§ **What to produce**: Would you copy each line of the data below that has "post"?

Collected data
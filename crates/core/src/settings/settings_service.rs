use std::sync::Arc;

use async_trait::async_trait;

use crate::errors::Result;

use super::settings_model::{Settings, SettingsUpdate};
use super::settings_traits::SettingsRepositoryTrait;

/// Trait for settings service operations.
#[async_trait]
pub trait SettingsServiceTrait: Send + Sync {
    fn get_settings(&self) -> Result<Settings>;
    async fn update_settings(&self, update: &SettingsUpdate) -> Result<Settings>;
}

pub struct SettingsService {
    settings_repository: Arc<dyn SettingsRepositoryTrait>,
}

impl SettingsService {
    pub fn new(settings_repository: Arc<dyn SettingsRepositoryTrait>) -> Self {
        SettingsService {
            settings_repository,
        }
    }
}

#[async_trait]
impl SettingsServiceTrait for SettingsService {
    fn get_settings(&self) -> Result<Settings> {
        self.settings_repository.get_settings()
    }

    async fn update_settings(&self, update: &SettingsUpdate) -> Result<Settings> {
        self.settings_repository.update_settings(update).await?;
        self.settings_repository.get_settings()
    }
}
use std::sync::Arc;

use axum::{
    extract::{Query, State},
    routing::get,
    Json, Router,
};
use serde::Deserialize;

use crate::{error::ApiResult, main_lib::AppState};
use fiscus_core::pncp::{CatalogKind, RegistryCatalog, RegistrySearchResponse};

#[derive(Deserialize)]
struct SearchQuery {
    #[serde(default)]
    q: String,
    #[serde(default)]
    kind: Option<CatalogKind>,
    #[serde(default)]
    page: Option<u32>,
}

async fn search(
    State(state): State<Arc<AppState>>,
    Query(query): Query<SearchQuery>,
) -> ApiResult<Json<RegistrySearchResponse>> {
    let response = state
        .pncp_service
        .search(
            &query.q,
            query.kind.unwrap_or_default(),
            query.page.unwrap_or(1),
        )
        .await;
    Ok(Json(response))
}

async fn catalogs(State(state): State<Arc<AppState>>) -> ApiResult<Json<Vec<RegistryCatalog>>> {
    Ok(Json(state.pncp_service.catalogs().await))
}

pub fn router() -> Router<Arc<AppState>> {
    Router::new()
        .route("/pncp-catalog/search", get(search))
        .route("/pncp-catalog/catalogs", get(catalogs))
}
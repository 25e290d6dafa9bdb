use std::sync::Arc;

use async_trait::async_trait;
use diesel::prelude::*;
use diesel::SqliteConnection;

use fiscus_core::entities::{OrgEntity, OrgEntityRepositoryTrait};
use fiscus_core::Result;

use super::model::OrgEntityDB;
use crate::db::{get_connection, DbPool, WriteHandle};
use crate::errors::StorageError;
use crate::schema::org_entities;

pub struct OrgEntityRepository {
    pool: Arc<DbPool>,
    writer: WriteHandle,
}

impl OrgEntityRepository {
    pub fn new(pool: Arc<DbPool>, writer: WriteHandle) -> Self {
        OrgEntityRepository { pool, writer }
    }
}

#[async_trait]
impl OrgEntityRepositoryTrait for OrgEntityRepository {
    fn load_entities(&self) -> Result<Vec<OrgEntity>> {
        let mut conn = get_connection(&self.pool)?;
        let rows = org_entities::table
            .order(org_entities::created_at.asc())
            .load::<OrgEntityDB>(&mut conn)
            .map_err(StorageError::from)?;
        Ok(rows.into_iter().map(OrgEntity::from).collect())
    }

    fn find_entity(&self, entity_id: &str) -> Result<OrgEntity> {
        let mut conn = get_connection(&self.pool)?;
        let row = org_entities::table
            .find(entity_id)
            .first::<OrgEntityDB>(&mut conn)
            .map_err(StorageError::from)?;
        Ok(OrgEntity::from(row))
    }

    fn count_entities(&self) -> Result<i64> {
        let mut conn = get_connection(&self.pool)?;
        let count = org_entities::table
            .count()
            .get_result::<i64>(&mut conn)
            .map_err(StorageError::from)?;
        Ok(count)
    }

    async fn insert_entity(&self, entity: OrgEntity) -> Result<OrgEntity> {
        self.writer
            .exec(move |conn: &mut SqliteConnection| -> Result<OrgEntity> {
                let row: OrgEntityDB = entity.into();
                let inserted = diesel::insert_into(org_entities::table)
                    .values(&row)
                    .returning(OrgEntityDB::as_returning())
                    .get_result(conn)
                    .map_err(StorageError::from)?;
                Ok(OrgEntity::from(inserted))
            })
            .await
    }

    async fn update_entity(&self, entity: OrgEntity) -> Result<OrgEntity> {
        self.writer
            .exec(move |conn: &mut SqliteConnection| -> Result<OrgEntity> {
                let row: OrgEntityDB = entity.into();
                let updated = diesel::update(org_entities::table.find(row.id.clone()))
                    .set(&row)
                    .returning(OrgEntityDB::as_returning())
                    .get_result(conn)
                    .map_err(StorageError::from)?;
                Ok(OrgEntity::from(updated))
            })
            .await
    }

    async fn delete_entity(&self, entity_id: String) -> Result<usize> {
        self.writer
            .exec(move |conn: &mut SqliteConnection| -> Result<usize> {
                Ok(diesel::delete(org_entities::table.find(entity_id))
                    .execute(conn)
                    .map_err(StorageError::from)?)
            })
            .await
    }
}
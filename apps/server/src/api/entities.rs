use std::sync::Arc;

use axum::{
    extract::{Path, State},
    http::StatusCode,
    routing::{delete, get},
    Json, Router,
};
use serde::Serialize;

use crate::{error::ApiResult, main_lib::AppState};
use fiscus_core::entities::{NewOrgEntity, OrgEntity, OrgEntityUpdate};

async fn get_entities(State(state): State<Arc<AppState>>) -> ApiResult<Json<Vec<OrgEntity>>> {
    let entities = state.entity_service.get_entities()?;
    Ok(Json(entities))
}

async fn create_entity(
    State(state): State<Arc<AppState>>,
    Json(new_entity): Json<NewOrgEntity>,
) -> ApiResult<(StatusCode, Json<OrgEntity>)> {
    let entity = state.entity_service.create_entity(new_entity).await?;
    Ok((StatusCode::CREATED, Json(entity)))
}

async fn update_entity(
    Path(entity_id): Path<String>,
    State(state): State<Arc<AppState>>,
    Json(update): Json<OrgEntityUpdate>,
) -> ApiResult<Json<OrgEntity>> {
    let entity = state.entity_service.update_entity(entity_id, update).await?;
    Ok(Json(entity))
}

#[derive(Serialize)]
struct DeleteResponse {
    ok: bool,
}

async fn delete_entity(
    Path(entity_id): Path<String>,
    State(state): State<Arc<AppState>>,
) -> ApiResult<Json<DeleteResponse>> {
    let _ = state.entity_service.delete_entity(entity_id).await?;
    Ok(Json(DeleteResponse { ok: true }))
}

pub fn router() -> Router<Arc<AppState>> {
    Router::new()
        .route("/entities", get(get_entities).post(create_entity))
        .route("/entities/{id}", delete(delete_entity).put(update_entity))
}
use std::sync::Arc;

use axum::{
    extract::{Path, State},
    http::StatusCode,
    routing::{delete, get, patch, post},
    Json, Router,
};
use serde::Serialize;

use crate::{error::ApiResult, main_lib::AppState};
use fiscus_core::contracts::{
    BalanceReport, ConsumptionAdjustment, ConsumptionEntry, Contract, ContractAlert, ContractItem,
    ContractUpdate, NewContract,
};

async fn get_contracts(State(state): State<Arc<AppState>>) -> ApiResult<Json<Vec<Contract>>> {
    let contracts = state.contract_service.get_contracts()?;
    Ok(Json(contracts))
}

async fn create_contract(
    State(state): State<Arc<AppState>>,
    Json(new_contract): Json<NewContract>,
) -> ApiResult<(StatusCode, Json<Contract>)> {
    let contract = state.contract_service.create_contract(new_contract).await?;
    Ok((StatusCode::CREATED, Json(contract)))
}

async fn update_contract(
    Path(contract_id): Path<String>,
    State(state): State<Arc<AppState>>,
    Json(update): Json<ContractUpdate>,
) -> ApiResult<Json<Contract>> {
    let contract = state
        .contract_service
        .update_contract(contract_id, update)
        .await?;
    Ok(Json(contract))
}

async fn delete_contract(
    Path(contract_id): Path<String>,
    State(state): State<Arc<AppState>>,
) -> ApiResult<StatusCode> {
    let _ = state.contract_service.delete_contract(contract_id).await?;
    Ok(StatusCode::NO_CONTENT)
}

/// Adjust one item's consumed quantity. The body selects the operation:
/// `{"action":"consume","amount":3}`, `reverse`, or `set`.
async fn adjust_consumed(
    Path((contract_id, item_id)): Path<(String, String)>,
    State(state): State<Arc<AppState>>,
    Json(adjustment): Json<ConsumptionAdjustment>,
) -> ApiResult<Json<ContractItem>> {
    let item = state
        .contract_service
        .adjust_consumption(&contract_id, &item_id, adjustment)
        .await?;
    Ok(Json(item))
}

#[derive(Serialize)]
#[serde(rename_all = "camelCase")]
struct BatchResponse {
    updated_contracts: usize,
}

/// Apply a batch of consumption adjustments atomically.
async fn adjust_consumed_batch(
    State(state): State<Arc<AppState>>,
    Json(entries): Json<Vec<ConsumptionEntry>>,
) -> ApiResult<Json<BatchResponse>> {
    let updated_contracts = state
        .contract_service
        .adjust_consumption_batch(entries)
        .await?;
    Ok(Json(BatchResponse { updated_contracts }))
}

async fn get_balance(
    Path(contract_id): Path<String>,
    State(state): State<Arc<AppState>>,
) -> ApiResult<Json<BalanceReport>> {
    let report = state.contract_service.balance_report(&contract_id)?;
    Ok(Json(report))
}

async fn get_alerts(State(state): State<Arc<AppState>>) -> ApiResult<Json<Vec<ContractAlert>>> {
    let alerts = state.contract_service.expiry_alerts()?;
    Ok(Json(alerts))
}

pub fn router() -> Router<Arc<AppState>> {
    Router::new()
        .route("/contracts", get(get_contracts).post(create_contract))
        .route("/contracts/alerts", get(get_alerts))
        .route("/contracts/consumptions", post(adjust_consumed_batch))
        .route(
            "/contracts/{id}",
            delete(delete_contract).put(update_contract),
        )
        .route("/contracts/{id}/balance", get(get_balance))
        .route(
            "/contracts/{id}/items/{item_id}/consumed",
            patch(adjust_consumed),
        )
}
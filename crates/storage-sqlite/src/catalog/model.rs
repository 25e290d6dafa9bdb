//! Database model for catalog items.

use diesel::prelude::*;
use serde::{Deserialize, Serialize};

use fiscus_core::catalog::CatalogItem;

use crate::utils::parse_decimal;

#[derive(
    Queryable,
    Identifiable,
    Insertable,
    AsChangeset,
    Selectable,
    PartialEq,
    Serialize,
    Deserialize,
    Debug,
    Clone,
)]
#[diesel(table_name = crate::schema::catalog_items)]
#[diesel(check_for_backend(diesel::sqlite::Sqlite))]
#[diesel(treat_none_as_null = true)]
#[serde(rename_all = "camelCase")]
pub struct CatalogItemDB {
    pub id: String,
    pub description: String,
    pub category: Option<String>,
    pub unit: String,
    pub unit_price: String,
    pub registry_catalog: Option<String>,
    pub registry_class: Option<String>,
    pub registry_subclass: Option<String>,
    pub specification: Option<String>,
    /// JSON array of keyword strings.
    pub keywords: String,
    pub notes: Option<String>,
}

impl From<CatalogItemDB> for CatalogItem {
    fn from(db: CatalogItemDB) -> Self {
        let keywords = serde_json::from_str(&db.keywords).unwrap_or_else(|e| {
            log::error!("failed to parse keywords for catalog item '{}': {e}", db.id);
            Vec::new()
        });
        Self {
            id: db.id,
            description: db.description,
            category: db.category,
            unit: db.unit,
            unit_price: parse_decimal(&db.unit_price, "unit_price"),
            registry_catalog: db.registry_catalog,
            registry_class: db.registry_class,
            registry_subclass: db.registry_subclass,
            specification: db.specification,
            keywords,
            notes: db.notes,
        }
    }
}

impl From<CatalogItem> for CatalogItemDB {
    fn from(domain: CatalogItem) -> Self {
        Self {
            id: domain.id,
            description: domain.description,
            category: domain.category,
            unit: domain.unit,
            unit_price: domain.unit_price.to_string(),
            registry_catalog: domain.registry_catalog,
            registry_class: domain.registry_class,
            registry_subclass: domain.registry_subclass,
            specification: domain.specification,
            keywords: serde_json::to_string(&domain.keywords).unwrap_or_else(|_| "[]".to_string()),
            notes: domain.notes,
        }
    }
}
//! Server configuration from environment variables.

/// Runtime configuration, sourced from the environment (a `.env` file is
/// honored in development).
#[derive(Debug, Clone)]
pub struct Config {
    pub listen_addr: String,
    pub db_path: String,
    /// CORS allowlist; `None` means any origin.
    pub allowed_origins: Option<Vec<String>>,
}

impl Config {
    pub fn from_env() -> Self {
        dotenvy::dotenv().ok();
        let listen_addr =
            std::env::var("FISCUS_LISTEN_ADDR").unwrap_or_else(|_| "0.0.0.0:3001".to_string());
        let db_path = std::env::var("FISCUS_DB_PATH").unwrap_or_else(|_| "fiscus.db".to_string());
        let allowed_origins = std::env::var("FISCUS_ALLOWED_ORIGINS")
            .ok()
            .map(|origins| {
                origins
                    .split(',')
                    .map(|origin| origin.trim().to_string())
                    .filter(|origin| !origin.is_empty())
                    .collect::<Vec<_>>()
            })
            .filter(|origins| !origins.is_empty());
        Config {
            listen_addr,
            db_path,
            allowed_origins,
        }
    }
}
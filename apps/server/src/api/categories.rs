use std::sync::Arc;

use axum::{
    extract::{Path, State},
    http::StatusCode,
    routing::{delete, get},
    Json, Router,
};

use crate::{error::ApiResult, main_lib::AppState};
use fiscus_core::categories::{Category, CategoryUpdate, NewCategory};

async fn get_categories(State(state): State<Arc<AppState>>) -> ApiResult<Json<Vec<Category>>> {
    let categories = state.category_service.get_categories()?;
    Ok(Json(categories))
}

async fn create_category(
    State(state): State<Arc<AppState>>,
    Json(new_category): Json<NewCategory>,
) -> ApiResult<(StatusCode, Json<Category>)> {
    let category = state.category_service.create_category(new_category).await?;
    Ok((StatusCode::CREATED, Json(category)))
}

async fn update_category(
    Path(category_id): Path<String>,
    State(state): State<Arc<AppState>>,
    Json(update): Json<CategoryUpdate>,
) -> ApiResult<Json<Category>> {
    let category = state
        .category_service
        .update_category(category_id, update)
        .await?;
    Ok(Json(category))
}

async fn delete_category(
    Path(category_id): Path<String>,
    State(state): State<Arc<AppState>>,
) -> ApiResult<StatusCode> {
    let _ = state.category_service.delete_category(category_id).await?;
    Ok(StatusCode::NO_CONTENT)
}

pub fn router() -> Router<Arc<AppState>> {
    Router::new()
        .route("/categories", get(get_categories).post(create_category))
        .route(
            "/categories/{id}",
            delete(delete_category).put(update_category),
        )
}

§ **Answer space**:
        .route("/entities", get(get_entities).post(create_entity))
    routing::{delete, get, patch, post},
        .route("/contracts", get(get_contracts).post(create_contract))
        .route("/contracts/consumptions", post(adjust_consumed_batch))
        .route("/categories", get(get_categories).post(create_category))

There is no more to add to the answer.